=== Supplied material ===
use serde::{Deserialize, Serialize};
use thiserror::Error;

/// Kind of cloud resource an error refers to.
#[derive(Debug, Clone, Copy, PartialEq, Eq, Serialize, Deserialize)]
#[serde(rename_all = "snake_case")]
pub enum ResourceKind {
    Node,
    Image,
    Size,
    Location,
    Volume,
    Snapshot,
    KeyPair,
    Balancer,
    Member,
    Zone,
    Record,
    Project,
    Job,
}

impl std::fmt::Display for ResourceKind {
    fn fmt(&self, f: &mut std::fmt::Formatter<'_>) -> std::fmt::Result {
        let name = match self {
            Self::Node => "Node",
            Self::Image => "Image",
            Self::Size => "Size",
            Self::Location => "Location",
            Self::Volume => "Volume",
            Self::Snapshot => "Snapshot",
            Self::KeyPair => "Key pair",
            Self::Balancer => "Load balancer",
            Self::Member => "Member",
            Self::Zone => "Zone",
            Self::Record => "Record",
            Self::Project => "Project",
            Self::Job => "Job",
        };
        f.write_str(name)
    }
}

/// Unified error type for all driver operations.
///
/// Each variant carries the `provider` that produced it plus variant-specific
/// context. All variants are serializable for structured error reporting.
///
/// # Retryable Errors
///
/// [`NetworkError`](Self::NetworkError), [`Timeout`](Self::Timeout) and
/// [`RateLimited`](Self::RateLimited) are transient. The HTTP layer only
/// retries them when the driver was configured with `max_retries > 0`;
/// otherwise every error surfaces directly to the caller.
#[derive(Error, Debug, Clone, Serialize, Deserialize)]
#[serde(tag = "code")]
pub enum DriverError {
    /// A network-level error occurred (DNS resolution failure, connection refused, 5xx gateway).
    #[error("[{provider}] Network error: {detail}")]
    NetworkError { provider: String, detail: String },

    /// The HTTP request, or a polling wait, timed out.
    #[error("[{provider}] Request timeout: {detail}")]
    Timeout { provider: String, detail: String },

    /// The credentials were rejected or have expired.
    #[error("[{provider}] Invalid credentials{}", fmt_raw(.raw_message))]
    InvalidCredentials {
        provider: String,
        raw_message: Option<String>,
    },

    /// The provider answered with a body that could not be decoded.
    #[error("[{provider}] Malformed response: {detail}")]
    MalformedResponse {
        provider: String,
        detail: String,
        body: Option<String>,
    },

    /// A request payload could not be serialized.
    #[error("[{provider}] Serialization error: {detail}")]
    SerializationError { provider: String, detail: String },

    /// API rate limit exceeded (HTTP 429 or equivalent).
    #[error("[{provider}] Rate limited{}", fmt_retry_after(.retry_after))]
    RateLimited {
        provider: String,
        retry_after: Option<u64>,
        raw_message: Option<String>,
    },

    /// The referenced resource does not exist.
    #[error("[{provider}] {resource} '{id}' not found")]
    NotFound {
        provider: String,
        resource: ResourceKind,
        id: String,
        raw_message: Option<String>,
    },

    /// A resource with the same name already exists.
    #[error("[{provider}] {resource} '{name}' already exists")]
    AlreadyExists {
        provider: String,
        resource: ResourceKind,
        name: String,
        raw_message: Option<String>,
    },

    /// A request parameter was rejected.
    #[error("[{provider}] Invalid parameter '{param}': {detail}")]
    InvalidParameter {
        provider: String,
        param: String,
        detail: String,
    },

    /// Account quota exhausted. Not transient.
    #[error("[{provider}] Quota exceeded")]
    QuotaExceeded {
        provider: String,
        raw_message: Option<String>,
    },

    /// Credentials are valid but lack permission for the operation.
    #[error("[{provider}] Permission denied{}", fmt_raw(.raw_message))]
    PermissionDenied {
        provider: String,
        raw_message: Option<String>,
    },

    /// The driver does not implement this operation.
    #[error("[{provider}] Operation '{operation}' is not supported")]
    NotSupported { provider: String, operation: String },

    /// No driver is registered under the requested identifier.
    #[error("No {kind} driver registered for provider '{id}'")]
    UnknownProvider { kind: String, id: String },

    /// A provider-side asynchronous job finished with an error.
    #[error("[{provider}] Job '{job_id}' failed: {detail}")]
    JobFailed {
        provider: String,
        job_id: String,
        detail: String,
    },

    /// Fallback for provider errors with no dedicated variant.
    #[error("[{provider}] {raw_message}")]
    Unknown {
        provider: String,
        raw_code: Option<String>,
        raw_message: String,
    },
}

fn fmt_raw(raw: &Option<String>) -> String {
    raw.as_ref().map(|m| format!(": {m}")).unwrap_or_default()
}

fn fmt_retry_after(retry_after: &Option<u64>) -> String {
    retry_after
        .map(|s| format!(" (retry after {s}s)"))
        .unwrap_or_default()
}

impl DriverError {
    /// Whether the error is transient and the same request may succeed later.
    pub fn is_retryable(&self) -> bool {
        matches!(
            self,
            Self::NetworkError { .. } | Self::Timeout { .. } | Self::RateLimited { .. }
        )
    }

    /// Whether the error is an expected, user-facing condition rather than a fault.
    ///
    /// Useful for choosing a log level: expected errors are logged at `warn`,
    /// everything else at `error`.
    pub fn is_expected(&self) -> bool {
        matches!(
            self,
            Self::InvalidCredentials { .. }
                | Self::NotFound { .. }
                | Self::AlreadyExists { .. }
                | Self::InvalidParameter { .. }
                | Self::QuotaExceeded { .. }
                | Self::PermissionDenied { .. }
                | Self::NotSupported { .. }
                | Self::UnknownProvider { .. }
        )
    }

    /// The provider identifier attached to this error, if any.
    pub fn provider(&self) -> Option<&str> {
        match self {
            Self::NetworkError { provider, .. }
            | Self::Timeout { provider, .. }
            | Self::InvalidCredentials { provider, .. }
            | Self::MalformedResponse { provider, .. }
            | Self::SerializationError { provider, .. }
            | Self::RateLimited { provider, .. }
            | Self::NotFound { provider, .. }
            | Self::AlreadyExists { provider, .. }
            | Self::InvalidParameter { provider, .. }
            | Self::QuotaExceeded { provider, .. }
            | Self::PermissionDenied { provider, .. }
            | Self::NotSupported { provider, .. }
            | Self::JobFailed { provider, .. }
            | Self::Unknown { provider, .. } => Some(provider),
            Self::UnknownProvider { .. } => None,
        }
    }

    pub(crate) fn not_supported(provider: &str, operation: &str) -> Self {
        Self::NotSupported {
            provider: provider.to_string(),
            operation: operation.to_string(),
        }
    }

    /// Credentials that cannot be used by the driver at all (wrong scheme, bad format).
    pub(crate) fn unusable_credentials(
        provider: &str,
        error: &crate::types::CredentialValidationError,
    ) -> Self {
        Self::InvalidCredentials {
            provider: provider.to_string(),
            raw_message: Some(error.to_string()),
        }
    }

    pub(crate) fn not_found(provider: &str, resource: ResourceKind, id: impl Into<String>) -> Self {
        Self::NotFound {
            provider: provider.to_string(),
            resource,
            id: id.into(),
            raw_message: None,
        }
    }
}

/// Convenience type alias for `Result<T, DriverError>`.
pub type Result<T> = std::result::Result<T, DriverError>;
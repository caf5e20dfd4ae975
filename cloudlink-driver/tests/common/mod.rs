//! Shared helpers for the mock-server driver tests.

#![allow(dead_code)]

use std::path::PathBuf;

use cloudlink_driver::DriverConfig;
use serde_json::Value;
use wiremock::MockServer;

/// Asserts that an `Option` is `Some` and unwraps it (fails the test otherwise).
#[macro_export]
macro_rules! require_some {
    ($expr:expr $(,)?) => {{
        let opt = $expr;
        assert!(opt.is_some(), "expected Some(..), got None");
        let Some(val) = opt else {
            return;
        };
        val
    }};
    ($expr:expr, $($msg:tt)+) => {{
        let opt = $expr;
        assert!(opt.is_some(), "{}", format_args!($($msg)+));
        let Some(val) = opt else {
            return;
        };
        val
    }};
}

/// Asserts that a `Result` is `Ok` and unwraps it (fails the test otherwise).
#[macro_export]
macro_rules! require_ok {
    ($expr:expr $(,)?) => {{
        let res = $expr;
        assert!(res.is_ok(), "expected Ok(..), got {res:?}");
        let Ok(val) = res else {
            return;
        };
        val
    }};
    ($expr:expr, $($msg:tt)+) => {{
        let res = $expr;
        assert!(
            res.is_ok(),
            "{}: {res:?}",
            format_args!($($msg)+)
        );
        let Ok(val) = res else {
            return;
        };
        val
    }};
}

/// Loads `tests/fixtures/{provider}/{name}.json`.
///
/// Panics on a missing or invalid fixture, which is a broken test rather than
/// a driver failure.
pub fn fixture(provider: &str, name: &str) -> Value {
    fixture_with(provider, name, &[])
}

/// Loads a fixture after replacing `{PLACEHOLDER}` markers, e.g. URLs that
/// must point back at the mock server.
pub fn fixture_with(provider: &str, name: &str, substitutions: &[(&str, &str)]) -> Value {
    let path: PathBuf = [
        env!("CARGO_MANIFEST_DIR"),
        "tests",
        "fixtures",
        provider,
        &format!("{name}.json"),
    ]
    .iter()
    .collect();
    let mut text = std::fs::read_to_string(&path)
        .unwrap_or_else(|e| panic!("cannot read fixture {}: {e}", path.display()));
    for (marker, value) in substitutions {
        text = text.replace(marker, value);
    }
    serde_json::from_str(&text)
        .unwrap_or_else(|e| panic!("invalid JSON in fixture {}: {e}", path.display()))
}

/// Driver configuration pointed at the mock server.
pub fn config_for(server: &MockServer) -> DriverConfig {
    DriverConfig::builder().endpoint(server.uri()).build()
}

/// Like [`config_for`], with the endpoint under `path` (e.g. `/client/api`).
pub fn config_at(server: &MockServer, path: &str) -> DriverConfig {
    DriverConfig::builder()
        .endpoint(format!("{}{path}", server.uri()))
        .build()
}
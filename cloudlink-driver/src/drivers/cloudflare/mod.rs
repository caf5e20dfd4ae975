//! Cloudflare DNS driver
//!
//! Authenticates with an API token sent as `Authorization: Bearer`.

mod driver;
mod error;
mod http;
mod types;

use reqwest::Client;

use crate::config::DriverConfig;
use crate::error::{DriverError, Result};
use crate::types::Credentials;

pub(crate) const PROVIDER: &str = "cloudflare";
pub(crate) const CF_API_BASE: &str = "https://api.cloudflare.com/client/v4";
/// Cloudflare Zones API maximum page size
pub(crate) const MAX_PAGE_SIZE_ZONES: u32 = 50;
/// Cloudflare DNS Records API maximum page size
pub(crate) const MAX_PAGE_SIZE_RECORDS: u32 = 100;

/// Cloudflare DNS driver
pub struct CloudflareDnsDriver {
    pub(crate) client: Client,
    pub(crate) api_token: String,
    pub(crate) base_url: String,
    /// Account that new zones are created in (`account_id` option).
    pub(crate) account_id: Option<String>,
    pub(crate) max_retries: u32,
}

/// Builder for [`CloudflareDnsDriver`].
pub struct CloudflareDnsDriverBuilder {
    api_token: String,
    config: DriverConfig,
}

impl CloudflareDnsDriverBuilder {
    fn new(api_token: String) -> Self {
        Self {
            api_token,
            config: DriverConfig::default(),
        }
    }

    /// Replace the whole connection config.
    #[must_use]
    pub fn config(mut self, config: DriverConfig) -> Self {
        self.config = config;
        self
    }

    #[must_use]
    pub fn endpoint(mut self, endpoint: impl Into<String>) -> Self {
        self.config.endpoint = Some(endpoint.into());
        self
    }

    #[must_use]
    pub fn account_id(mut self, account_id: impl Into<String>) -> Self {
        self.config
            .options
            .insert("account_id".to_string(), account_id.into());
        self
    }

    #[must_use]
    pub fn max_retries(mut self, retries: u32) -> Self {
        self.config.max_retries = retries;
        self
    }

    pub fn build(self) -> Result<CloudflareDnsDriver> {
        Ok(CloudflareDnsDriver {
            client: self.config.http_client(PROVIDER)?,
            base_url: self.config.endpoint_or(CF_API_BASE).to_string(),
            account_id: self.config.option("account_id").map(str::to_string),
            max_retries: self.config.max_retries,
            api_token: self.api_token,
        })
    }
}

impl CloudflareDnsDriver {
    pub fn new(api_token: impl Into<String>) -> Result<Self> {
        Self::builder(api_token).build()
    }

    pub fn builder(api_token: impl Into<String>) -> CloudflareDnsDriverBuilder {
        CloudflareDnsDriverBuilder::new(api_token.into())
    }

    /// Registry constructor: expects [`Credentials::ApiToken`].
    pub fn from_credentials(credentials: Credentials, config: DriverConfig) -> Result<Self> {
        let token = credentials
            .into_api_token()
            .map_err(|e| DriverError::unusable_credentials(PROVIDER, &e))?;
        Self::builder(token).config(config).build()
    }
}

=== Task to complete ===
Transcribe exactly, and only, the lines from the opening line of the records through the line containing "it plus variant-specific".

=== The completed task ===
use serde::{Deserialize, Serialize};
use thiserror::Error;

/// Kind of cloud resource an error refers to.
#[derive(Debug, Clone, Copy, PartialEq, Eq, Serialize, Deserialize)]
#[serde(rename_all = "snake_case")]
pub enum ResourceKind {
    Node,
    Image,
    Size,
    Location,
    Volume,
    Snapshot,
    KeyPair,
    Balancer,
    Member,
    Zone,
    Record,
    Project,
    Job,
}

impl std::fmt::Display for ResourceKind {
    fn fmt(&self, f: &mut std::fmt::Formatter<'_>) -> std::fmt::Result {
        let name = match self {
            Self::Node => "Node",
            Self::Image => "Image",
            Self::Size => "Size",
            Self::Location => "Location",
            Self::Volume => "Volume",
            Self::Snapshot => "Snapshot",
            Self::KeyPair => "Key pair",
            Self::Balancer => "Load balancer",
            Self::Member => "Member",
            Self::Zone => "Zone",
            Self::Record => "Record",
            Self::Project => "Project",
            Self::Job => "Job",
        };
        f.write_str(name)
    }
}

/// Unified error type for all driver operations.
///
/// Each variant carries the `provider` that produced it plus variant-specific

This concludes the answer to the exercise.